* Work order:
The response must contain each line of the material that holds "const".

***

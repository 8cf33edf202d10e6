//! Flattening Rust values and walking lists.
//!
//! Run with: cargo run --example lists

use dashdb::{to_db, DashOptions};
use serde::Serialize;
use std::error::Error;

#[derive(Serialize)]
struct Route {
    path: String,
    methods: Vec<String>,
}

#[derive(Serialize)]
struct Service {
    name: String,
    routes: Vec<Route>,
}

fn main() -> Result<(), Box<dyn Error>> {
    let service = Service {
        name: "edge".to_string(),
        routes: vec![
            Route {
                path: "/health".to_string(),
                methods: vec!["GET".to_string()],
            },
            Route {
                path: "/items".to_string(),
                methods: vec!["GET".to_string(), "POST".to_string()],
            },
        ],
    };

    let db = to_db(&service)?;
    println!("{}", db);

    let routes = db.key("routes");
    for i in 0..routes.clone().length() {
        let route = routes.clone().index(i);
        let methods = route.clone().key("methods").length();
        println!("{} accepts {} method(s)", route.key("path").read_string(), methods);
    }

    // Keys with a '-' would change the shape of the data, so writes refuse them.
    let mut strict = dashdb::DashDb::with_options(DashOptions::new());
    if let Err(err) = strict.key_mut("user-id").write(7) {
        println!("\nrejected: {}", err);
    }

    Ok(())
}
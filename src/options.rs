//! Configuration options for parsing and writing dash text.
//!
//! This module provides types to tune how strictly a [`DashDb`](crate::DashDb)
//! treats its input and its writes:
//!
//! - [`DashOptions`]: Main configuration struct
//! - [`MalformedLines`]: What to do with lines the parser cannot split cleanly
//!
//! ## Examples
//!
//! ```rust
//! use dashdb::{DashDb, DashOptions, MalformedLines};
//!
//! // Drop lines without a '=' instead of keeping them as empty entries
//! let options = DashOptions::new().with_malformed_lines(MalformedLines::Skip);
//! let db = DashDb::parse_with_options("name=x\ngarbage\n", options).unwrap();
//! assert_eq!(db.len(), 1);
//!
//! // Refuse anything suspicious
//! let result = DashDb::parse_with_options("garbage\n", DashOptions::strict());
//! assert!(result.is_err());
//! ```

/// Policy for input lines that have no `=` or whose key breaks the segment rules.
///
/// Every policy except [`MalformedLines::Reject`] records the line in
/// [`DashDb::malformed_lines`](crate::DashDb::malformed_lines).
///
/// # Examples
///
/// ```rust
/// use dashdb::MalformedLines;
///
/// assert_eq!(MalformedLines::default(), MalformedLines::Keep);
/// ```
#[derive(Clone, Copy, Debug, PartialEq, Eq, Default)]
pub enum MalformedLines {
    /// Store the line anyway: a line without `=` becomes a key with an empty value.
    #[default]
    Keep,
    /// Leave the line out of the store.
    Skip,
    /// Abort parsing with [`Error::MalformedLine`](crate::Error::MalformedLine).
    Reject,
}

/// Configuration options for a [`DashDb`](crate::DashDb).
///
/// Options travel with the store, so a later [`DashDb::read`](crate::DashDb::read)
/// applies the same policy.
///
/// # Examples
///
/// ```rust
/// use dashdb::{DashOptions, MalformedLines};
///
/// // Defaults: keep and report malformed lines, validate writes
/// let options = DashOptions::new();
/// assert!(options.validate_keys);
/// assert!(options.validate_writes);
///
/// // Accept anything, report nothing
/// let options = DashOptions::lenient();
/// assert!(!options.validate_keys);
///
/// // Custom configuration
/// let options = DashOptions::new()
///     .with_malformed_lines(MalformedLines::Skip)
///     .with_validate_writes(false);
/// ```
#[derive(Clone, Debug)]
pub struct DashOptions {
    pub malformed_lines: MalformedLines,
    pub validate_keys: bool,
    pub validate_writes: bool,
}

impl Default for DashOptions {
    fn default() -> Self {
        DashOptions {
            malformed_lines: MalformedLines::default(),
            validate_keys: true,
            validate_writes: true,
        }
    }
}

impl DashOptions {
    /// Creates default options (keep and report malformed lines, validate writes).
    #[must_use]
    pub fn new() -> Self {
        Self::default()
    }

    /// Creates options that reject malformed input and invalid writes.
    ///
    /// # Examples
    ///
    /// ```rust
    /// use dashdb::{DashOptions, MalformedLines};
    ///
    /// let options = DashOptions::strict();
    /// assert_eq!(options.malformed_lines, MalformedLines::Reject);
    /// ```
    #[must_use]
    pub fn strict() -> Self {
        DashOptions {
            malformed_lines: MalformedLines::Reject,
            ..Default::default()
        }
    }

    /// Creates options that accept any input and any write, like the bare format.
    ///
    /// Lines without `=` are still reported; only key validation is turned off.
    #[must_use]
    pub fn lenient() -> Self {
        DashOptions {
            malformed_lines: MalformedLines::Keep,
            validate_keys: false,
            validate_writes: false,
        }
    }

    /// Sets the policy for malformed input lines.
    #[must_use]
    pub fn with_malformed_lines(mut self, policy: MalformedLines) -> Self {
        self.malformed_lines = policy;
        self
    }

    /// Enables or disables segment validation of parsed keys.
    #[must_use]
    pub fn with_validate_keys(mut self, validate: bool) -> Self {
        self.validate_keys = validate;
        self
    }

    /// Enables or disables validation of keys and values on write.
    ///
    /// # Examples
    ///
    /// ```rust
    /// use dashdb::DashOptions;
    ///
    /// let options = DashOptions::new().with_validate_writes(false);
    /// assert!(!options.validate_writes);
    /// ```
    #[must_use]
    pub fn with_validate_writes(mut self, validate: bool) -> Self {
        self.validate_writes = validate;
        self
    }
}
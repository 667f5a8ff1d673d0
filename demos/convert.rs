//! Converting documents between formats.
//!
//! Run with: cargo run --example convert
//!
//! Or convert stdin: cargo run --example convert -- yaml json < config.yaml

use serde_datafmt::{
    csv_by_column, csv_by_row, decode, encode, to_json_pretty, to_toml, value, CsvOptions,
    Format,
};
use std::error::Error;
use std::io::Read;

fn main() -> Result<(), Box<dyn Error>> {
    let args: Vec<String> = std::env::args().skip(1).collect();
    if let [from, to] = args.as_slice() {
        let (from, to) = (from.parse::<Format>()?, to.parse::<Format>()?);
        let mut input = String::new();
        std::io::stdin().read_to_string(&mut input)?;
        print!("{}", encode(to, &decode(from, &input)?)?);
        return Ok(());
    }

    let yaml = "\
service: gateway
replicas: 3
ports:
- 80
- 443
deployed: 2024-03-01T09:30:00Z
";
    let value = decode(Format::Yaml, yaml)?;
    println!("YAML -> JSON:\n{}\n", to_json_pretty("  ", &value)?);
    println!("YAML -> TOML:\n{}", to_toml(&value)?);

    // Positional arguments work like a template call: delimiter, header, data
    let (options, data) = CsvOptions::from_args(&[";", "host;port", "a.local;80\nb.local;8080"])?;
    println!("CSV by row:\n{}\n", encode(Format::Json, &csv_by_row(data, &options)?)?);
    println!("CSV by column:\n{}\n", encode(Format::Json, &csv_by_column(data, &options)?)?);

    let table = value!([["name", "size"], ["alpha", 1], ["beta", 2]]);
    println!("Back to CSV:\n{}", encode(Format::Csv, &table)?);

    Ok(())
}
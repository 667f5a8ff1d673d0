//! Configuration for the CSV path and for JSON output.
//!
//! - [`CsvOptions`]: delimiter and header resolution for CSV decoding
//! - [`Delimiter`]: a validated single-byte field separator
//! - [`HeaderSource`]: where table-mode CSV decoding takes its labels from
//! - [`JsonOptions`]: compact or indented JSON output
//!
//! ## Examples
//!
//! ```rust
//! use serde_datafmt::{CsvOptions, Delimiter, HeaderSource};
//!
//! // Semicolon-separated data whose first line is the header
//! let options = CsvOptions::new().with_delimiter(Delimiter::SEMICOLON);
//! assert_eq!(options.header, HeaderSource::FromData);
//!
//! // No header line at all: label the columns A, B, C, ...
//! let options = CsvOptions::new().with_auto_index();
//! assert_eq!(options.header, HeaderSource::AutoIndex);
//! ```

use crate::{Error, Result};
use std::fmt;

/// Field separator for CSV input and output.
///
/// Any single ASCII character other than a quote or a line terminator is
/// accepted; the CSV reader and writer work on bytes.
///
/// # Examples
///
/// ```rust
/// use serde_datafmt::Delimiter;
///
/// assert_eq!(Delimiter::default(), Delimiter::COMMA);
/// assert_eq!(Delimiter::new(';').unwrap(), Delimiter::SEMICOLON);
/// assert!(Delimiter::new('"').is_err());
/// assert!(Delimiter::try_from(";;").is_err());
/// ```
#[derive(Clone, Copy, Debug, PartialEq, Eq, Hash)]
pub struct Delimiter(u8);

impl Delimiter {
    pub const COMMA: Delimiter = Delimiter(b',');
    pub const SEMICOLON: Delimiter = Delimiter(b';');
    pub const TAB: Delimiter = Delimiter(b'\t');
    pub const PIPE: Delimiter = Delimiter(b'|');

    /// Validates `ch` as a delimiter.
    ///
    /// # Errors
    ///
    /// Returns [`Error::Arguments`] for non-ASCII characters, `"`, `\r` and
    /// `\n`.
    pub fn new(ch: char) -> Result<Self> {
        if !ch.is_ascii() || matches!(ch, '"' | '\r' | '\n') {
            return Err(Error::arguments(format!(
                "'{}' cannot be used as a CSV delimiter",
                ch.escape_default()
            )));
        }
        Ok(Delimiter(ch as u8))
    }

    /// The delimiter as a character.
    #[must_use]
    pub const fn as_char(&self) -> char {
        self.0 as char
    }

    /// The delimiter as the byte the `csv` crate expects.
    #[must_use]
    pub const fn as_byte(&self) -> u8 {
        self.0
    }
}

impl Default for Delimiter {
    fn default() -> Self {
        Delimiter::COMMA
    }
}

impl fmt::Display for Delimiter {
    fn fmt(&self, f: &mut fmt::Formatter<'_>) -> fmt::Result {
        write!(f, "{}", self.as_char())
    }
}

impl TryFrom<char> for Delimiter {
    type Error = Error;

    fn try_from(ch: char) -> Result<Self> {
        Delimiter::new(ch)
    }
}

impl TryFrom<&str> for Delimiter {
    type Error = Error;

    fn try_from(s: &str) -> Result<Self> {
        let mut chars = s.chars();
        match (chars.next(), chars.next()) {
            (Some(ch), None) => Delimiter::new(ch),
            _ => Err(Error::arguments(format!(
                "a CSV delimiter must be exactly one character, got '{}'",
                s
            ))),
        }
    }
}

/// Where table-mode CSV decoding gets its column labels.
#[derive(Clone, Debug, PartialEq, Eq, Default)]
pub enum HeaderSource {
    /// The first record of the data is the header.
    #[default]
    FromData,
    /// A separate header line, parsed with the same delimiter as the data.
    /// Every record of the data is a data row.
    Explicit(String),
    /// Generated labels `A`, `B`, ..., `Z`, `AA`, `BB`, ...; every record of
    /// the data is a data row.
    AutoIndex,
}

/// Options for CSV decoding.
///
/// # Examples
///
/// ```rust
/// use serde_datafmt::{CsvOptions, Delimiter, HeaderSource};
///
/// let options = CsvOptions::new()
///     .with_delimiter(Delimiter::PIPE)
///     .with_header("first|second");
/// assert_eq!(options.header, HeaderSource::Explicit("first|second".to_string()));
///
/// // An empty header line means "generate the labels"
/// let options = CsvOptions::new().with_header("");
/// assert_eq!(options.header, HeaderSource::AutoIndex);
/// ```
#[derive(Clone, Debug, PartialEq, Eq, Default)]
pub struct CsvOptions {
    pub delimiter: Delimiter,
    pub header: HeaderSource,
}

impl CsvOptions {
    /// Comma-delimited, header taken from the first line of the data.
    #[must_use]
    pub fn new() -> Self {
        Self::default()
    }

    /// Sets the field delimiter.
    #[must_use]
    pub fn with_delimiter(mut self, delimiter: Delimiter) -> Self {
        self.delimiter = delimiter;
        self
    }

    /// Supplies the header line separately from the data.
    ///
    /// An empty line selects [`HeaderSource::AutoIndex`], matching the
    /// positional calling convention where `""` as the header argument asks
    /// for generated labels.
    #[must_use]
    pub fn with_header(mut self, line: impl Into<String>) -> Self {
        let line = line.into();
        self.header = if line.is_empty() {
            HeaderSource::AutoIndex
        } else {
            HeaderSource::Explicit(line)
        };
        self
    }

    /// Labels the columns with generated auto-index labels.
    #[must_use]
    pub fn with_auto_index(mut self) -> Self {
        self.header = HeaderSource::AutoIndex;
        self
    }

    /// Interprets the positional `[delimiter] [header] data` convention used
    /// by template functions, returning the options and the data argument.
    ///
    /// - one argument: the data
    /// - two arguments: a one-character first argument is the delimiter,
    ///   anything else (including `""`) is the header
    /// - three arguments: delimiter, header, data
    ///
    /// # Errors
    ///
    /// Returns [`Error::Arguments`] for any other arity or an unusable
    /// delimiter.
    ///
    /// # Examples
    ///
    /// ```rust
    /// use serde_datafmt::{CsvOptions, Delimiter, HeaderSource};
    ///
    /// let (options, data) = CsvOptions::from_args(&[";", "a;b", "1;2"]).unwrap();
    /// assert_eq!(options.delimiter, Delimiter::SEMICOLON);
    /// assert_eq!(options.header, HeaderSource::Explicit("a;b".to_string()));
    /// assert_eq!(data, "1;2");
    ///
    /// let (options, _) = CsvOptions::from_args(&["", "1,2"]).unwrap();
    /// assert_eq!(options.header, HeaderSource::AutoIndex);
    /// ```
    pub fn from_args<'a>(args: &[&'a str]) -> Result<(CsvOptions, &'a str)> {
        match *args {
            [data] => Ok((CsvOptions::new(), data)),
            [first, data] if first.chars().count() == 1 => Ok((
                CsvOptions::new().with_delimiter(Delimiter::try_from(first)?),
                data,
            )),
            [header, data] => Ok((CsvOptions::new().with_header(header), data)),
            [delimiter, header, data] => Ok((
                CsvOptions::new()
                    .with_delimiter(Delimiter::try_from(delimiter)?)
                    .with_header(header),
                data,
            )),
            _ => Err(Error::arguments(format!(
                "expected [delimiter] [header] data, got {} arguments",
                args.len()
            ))),
        }
    }
}

/// Options for JSON output.
///
/// # Examples
///
/// ```rust
/// use serde_datafmt::JsonOptions;
///
/// assert_eq!(JsonOptions::compact().indent, None);
/// assert_eq!(JsonOptions::pretty("\t").indent.as_deref(), Some("\t"));
/// ```
#[derive(Clone, Debug, PartialEq, Eq, Default)]
pub struct JsonOptions {
    /// Indentation added per nesting level; `None` writes compact JSON.
    pub indent: Option<String>,
}

impl JsonOptions {
    /// Compact output with minimal separators.
    #[must_use]
    pub fn compact() -> Self {
        Self::default()
    }

    /// Indented output using `indent` once per nesting level.
    #[must_use]
    pub fn pretty(indent: impl Into<String>) -> Self {
        JsonOptions {
            indent: Some(indent.into()),
        }
    }
}

#[cfg(test)]
mod tests {
    use super::*;

    #[test]
    fn test_from_args_single() {
        let (options, data) = CsvOptions::from_args(&["a,b"]).unwrap();
        assert_eq!(options, CsvOptions::default());
        assert_eq!(data, "a,b");
    }

    #[test]
    fn test_from_args_delimiter_or_header() {
        let (options, _) = CsvOptions::from_args(&[";", "x"]).unwrap();
        assert_eq!(options.delimiter, Delimiter::SEMICOLON);
        assert_eq!(options.header, HeaderSource::FromData);

        let (options, _) = CsvOptions::from_args(&["first,second", "x"]).unwrap();
        assert_eq!(options.delimiter, Delimiter::COMMA);
        assert_eq!(
            options.header,
            HeaderSource::Explicit("first,second".to_string())
        );
    }

    #[test]
    fn test_from_args_arity() {
        assert!(CsvOptions::from_args(&[]).is_err());
        assert!(CsvOptions::from_args(&["a", "b", "c", "d"]).is_err());
        assert!(CsvOptions::from_args(&[";;", "h", "d"]).is_err());
    }

    #[test]
    fn test_delimiter_validation() {
        assert_eq!(Delimiter::new('\t').unwrap(), Delimiter::TAB);
        assert!(Delimiter::new('\n').is_err());
        assert!(Delimiter::new('é').is_err());
        assert_eq!(Delimiter::PIPE.to_string(), "|");
    }
}
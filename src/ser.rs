//! Converting any `T: Serialize` into a [`Value`].
//!
//! The encoders in this crate work on [`Value`]; [`ValueSerializer`] is the
//! bridge that lets ordinary Rust types reach them:
//!
//! ```rust
//! use serde::Serialize;
//! use serde_datafmt::{to_json, to_value};
//!
//! #[derive(Serialize)]
//! struct Point { y: i32, x: i32 }
//!
//! let value = to_value(&Point { y: 2, x: 1 }).unwrap();
//! assert_eq!(to_json(&value).unwrap(), r#"{"x":1,"y":2}"#);
//! ```
//!
//! Enums use the externally tagged representation: unit variants become
//! strings, every other variant a one-entry mapping from the variant name to
//! its content. Map keys may serialize to any value; non-string keys become
//! non-string [`Key`]s.

use crate::{Error, Key, Mapping, Number, Result, Value};
use serde::{ser, Serialize};

/// A serde `Serializer` whose output is a [`Value`].
pub struct ValueSerializer;

pub struct SerializeVec {
    vec: Vec<Value>,
    variant: Option<&'static str>,
}

pub struct SerializeMap {
    map: Mapping,
    current_key: Option<Key>,
    variant: Option<&'static str>,
}

fn tagged(variant: Option<&'static str>, content: Value) -> Value {
    match variant {
        Some(name) => {
            let mut outer = Mapping::with_capacity(1);
            outer.insert(name, content);
            Value::Mapping(outer)
        }
        None => content,
    }
}

impl ser::Serializer for ValueSerializer {
    type Ok = Value;
    type Error = Error;

    type SerializeSeq = SerializeVec;
    type SerializeTuple = SerializeVec;
    type SerializeTupleStruct = SerializeVec;
    type SerializeTupleVariant = SerializeVec;
    type SerializeMap = SerializeMap;
    type SerializeStruct = SerializeMap;
    type SerializeStructVariant = SerializeMap;

    fn serialize_bool(self, v: bool) -> Result<Value> {
        Ok(Value::Bool(v))
    }

    fn serialize_i8(self, v: i8) -> Result<Value> {
        self.serialize_i64(i64::from(v))
    }

    fn serialize_i16(self, v: i16) -> Result<Value> {
        self.serialize_i64(i64::from(v))
    }

    fn serialize_i32(self, v: i32) -> Result<Value> {
        self.serialize_i64(i64::from(v))
    }

    fn serialize_i64(self, v: i64) -> Result<Value> {
        Ok(Value::Number(Number::Integer(v)))
    }

    fn serialize_u8(self, v: u8) -> Result<Value> {
        self.serialize_i64(i64::from(v))
    }

    fn serialize_u16(self, v: u16) -> Result<Value> {
        self.serialize_i64(i64::from(v))
    }

    fn serialize_u32(self, v: u32) -> Result<Value> {
        self.serialize_i64(i64::from(v))
    }

    fn serialize_u64(self, v: u64) -> Result<Value> {
        match i64::try_from(v) {
            Ok(i) => Ok(Value::Number(Number::Integer(i))),
            Err(_) => Ok(Value::Number(Number::Float(v as f64))),
        }
    }

    fn serialize_f32(self, v: f32) -> Result<Value> {
        self.serialize_f64(f64::from(v))
    }

    fn serialize_f64(self, v: f64) -> Result<Value> {
        Ok(Value::Number(Number::Float(v)))
    }

    fn serialize_char(self, v: char) -> Result<Value> {
        Ok(Value::String(v.to_string()))
    }

    fn serialize_str(self, v: &str) -> Result<Value> {
        Ok(Value::String(v.to_string()))
    }

    fn serialize_bytes(self, v: &[u8]) -> Result<Value> {
        Ok(v.iter().copied().map(Value::from).collect())
    }

    fn serialize_none(self) -> Result<Value> {
        Ok(Value::Null)
    }

    fn serialize_some<T>(self, value: &T) -> Result<Value>
    where
        T: ?Sized + Serialize,
    {
        value.serialize(self)
    }

    fn serialize_unit(self) -> Result<Value> {
        Ok(Value::Null)
    }

    fn serialize_unit_struct(self, _name: &'static str) -> Result<Value> {
        Ok(Value::Null)
    }

    fn serialize_unit_variant(
        self,
        _name: &'static str,
        _variant_index: u32,
        variant: &'static str,
    ) -> Result<Value> {
        Ok(Value::String(variant.to_string()))
    }

    fn serialize_newtype_struct<T>(self, _name: &'static str, value: &T) -> Result<Value>
    where
        T: ?Sized + Serialize,
    {
        value.serialize(self)
    }

    fn serialize_newtype_variant<T>(
        self,
        _name: &'static str,
        _variant_index: u32,
        variant: &'static str,
        value: &T,
    ) -> Result<Value>
    where
        T: ?Sized + Serialize,
    {
        Ok(tagged(Some(variant), to_value(value)?))
    }

    fn serialize_seq(self, len: Option<usize>) -> Result<SerializeVec> {
        Ok(SerializeVec::new(len.unwrap_or(0), None))
    }

    fn serialize_tuple(self, len: usize) -> Result<SerializeVec> {
        Ok(SerializeVec::new(len, None))
    }

    fn serialize_tuple_struct(self, _name: &'static str, len: usize) -> Result<SerializeVec> {
        Ok(SerializeVec::new(len, None))
    }

    fn serialize_tuple_variant(
        self,
        _name: &'static str,
        _variant_index: u32,
        variant: &'static str,
        len: usize,
    ) -> Result<SerializeVec> {
        Ok(SerializeVec::new(len, Some(variant)))
    }

    fn serialize_map(self, len: Option<usize>) -> Result<SerializeMap> {
        Ok(SerializeMap::new(len.unwrap_or(0), None))
    }

    fn serialize_struct(self, _name: &'static str, len: usize) -> Result<SerializeMap> {
        Ok(SerializeMap::new(len, None))
    }

    fn serialize_struct_variant(
        self,
        _name: &'static str,
        _variant_index: u32,
        variant: &'static str,
        len: usize,
    ) -> Result<SerializeMap> {
        Ok(SerializeMap::new(len, Some(variant)))
    }
}

impl SerializeVec {
    fn new(capacity: usize, variant: Option<&'static str>) -> Self {
        SerializeVec {
            vec: Vec::with_capacity(capacity),
            variant,
        }
    }

    fn push<T: ?Sized + Serialize>(&mut self, value: &T) -> Result<()> {
        self.vec.push(to_value(value)?);
        Ok(())
    }

    fn finish(self) -> Value {
        tagged(self.variant, Value::Sequence(self.vec))
    }
}

impl SerializeMap {
    fn new(capacity: usize, variant: Option<&'static str>) -> Self {
        SerializeMap {
            map: Mapping::with_capacity(capacity),
            current_key: None,
            variant,
        }
    }

    fn finish(self) -> Value {
        tagged(self.variant, Value::Mapping(self.map))
    }
}

impl ser::SerializeSeq for SerializeVec {
    type Ok = Value;
    type Error = Error;

    fn serialize_element<T>(&mut self, value: &T) -> Result<()>
    where
        T: ?Sized + Serialize,
    {
        self.push(value)
    }

    fn end(self) -> Result<Value> {
        Ok(self.finish())
    }
}

impl ser::SerializeTuple for SerializeVec {
    type Ok = Value;
    type Error = Error;

    fn serialize_element<T>(&mut self, value: &T) -> Result<()>
    where
        T: ?Sized + Serialize,
    {
        self.push(value)
    }

    fn end(self) -> Result<Value> {
        Ok(self.finish())
    }
}

impl ser::SerializeTupleStruct for SerializeVec {
    type Ok = Value;
    type Error = Error;

    fn serialize_field<T>(&mut self, value: &T) -> Result<()>
    where
        T: ?Sized + Serialize,
    {
        self.push(value)
    }

    fn end(self) -> Result<Value> {
        Ok(self.finish())
    }
}

impl ser::SerializeTupleVariant for SerializeVec {
    type Ok = Value;
    type Error = Error;

    fn serialize_field<T>(&mut self, value: &T) -> Result<()>
    where
        T: ?Sized + Serialize,
    {
        self.push(value)
    }

    fn end(self) -> Result<Value> {
        Ok(self.finish())
    }
}

impl ser::SerializeMap for SerializeMap {
    type Ok = Value;
    type Error = Error;

    fn serialize_key<T>(&mut self, key: &T) -> Result<()>
    where
        T: ?Sized + Serialize,
    {
        self.current_key = Some(Key::from_value(to_value(key)?));
        Ok(())
    }

    fn serialize_value<T>(&mut self, value: &T) -> Result<()>
    where
        T: ?Sized + Serialize,
    {
        let key = self.current_key.take().ok_or_else(|| {
            <Error as ser::Error>::custom("serialize_value called without serialize_key")
        })?;
        self.map.insert(key, to_value(value)?);
        Ok(())
    }

    fn end(self) -> Result<Value> {
        Ok(self.finish())
    }
}

impl ser::SerializeStruct for SerializeMap {
    type Ok = Value;
    type Error = Error;

    fn serialize_field<T>(&mut self, key: &'static str, value: &T) -> Result<()>
    where
        T: ?Sized + Serialize,
    {
        self.map.insert(key, to_value(value)?);
        Ok(())
    }

    fn end(self) -> Result<Value> {
        Ok(self.finish())
    }
}

impl ser::SerializeStructVariant for SerializeMap {
    type Ok = Value;
    type Error = Error;

    fn serialize_field<T>(&mut self, key: &'static str, value: &T) -> Result<()>
    where
        T: ?Sized + Serialize,
    {
        self.map.insert(key, to_value(value)?);
        Ok(())
    }

    fn end(self) -> Result<Value> {
        Ok(self.finish())
    }
}

/// Converts any `T: Serialize` to a [`Value`].
///
/// # Errors
///
/// Only fails if `T`'s `Serialize` impl reports a custom error.
pub fn to_value<T: Serialize + ?Sized>(value: &T) -> Result<Value> {
    value.serialize(ValueSerializer)
}

#[cfg(test)]
mod tests {
    use super::*;
    use serde::Serialize;
    use std::collections::BTreeMap;

    #[derive(Serialize)]
    enum Shape {
        Unit,
        Circle(f64),
        Rect { w: u32, h: u32 },
        Pair(i8, i8),
    }

    #[test]
    fn test_struct_to_mapping() {
        #[derive(Serialize)]
        struct Point {
            x: i32,
            y: Option<i32>,
        }

        let v = to_value(&Point { x: 1, y: None }).unwrap();
        assert_eq!(v.get("x"), Some(&Value::from(1)));
        assert_eq!(v.get("y"), Some(&Value::Null));
    }

    #[test]
    fn test_enum_representations() {
        assert_eq!(to_value(&Shape::Unit).unwrap(), Value::from("Unit"));

        let circle = to_value(&Shape::Circle(1.5)).unwrap();
        assert_eq!(circle.get("Circle"), Some(&Value::from(1.5)));

        let rect = to_value(&Shape::Rect { w: 2, h: 3 }).unwrap();
        assert_eq!(
            rect.get("Rect").and_then(|r| r.get("w")),
            Some(&Value::from(2))
        );

        let pair = to_value(&Shape::Pair(1, 2)).unwrap();
        assert_eq!(
            pair.get("Pair"),
            Some(&Value::Sequence(vec![Value::from(1), Value::from(2)]))
        );
    }

    #[test]
    fn test_non_string_map_keys() {
        let mut map = BTreeMap::new();
        map.insert(true, "yes");
        map.insert(false, "no");
        let v = to_value(&map).unwrap();
        let mapping = v.as_mapping().unwrap();
        assert!(!mapping.has_string_keys());
        assert_eq!(mapping.get_key(&Key::Bool(true)), Some(&Value::from("yes")));
    }

    #[test]
    fn test_large_unsigned() {
        let v = to_value(&u64::MAX).unwrap();
        assert!(matches!(v, Value::Number(Number::Float(_))));
    }
}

***

* Exercise result:
    pub const COMMA: Delimiter = Delimiter(b',');
    pub const SEMICOLON: Delimiter = Delimiter(b';');
    pub const TAB: Delimiter = Delimiter(b'\t');
    pub const PIPE: Delimiter = Delimiter(b'|');
    pub const fn as_char(&self) -> char {
    pub const fn as_byte(&self) -> u8 {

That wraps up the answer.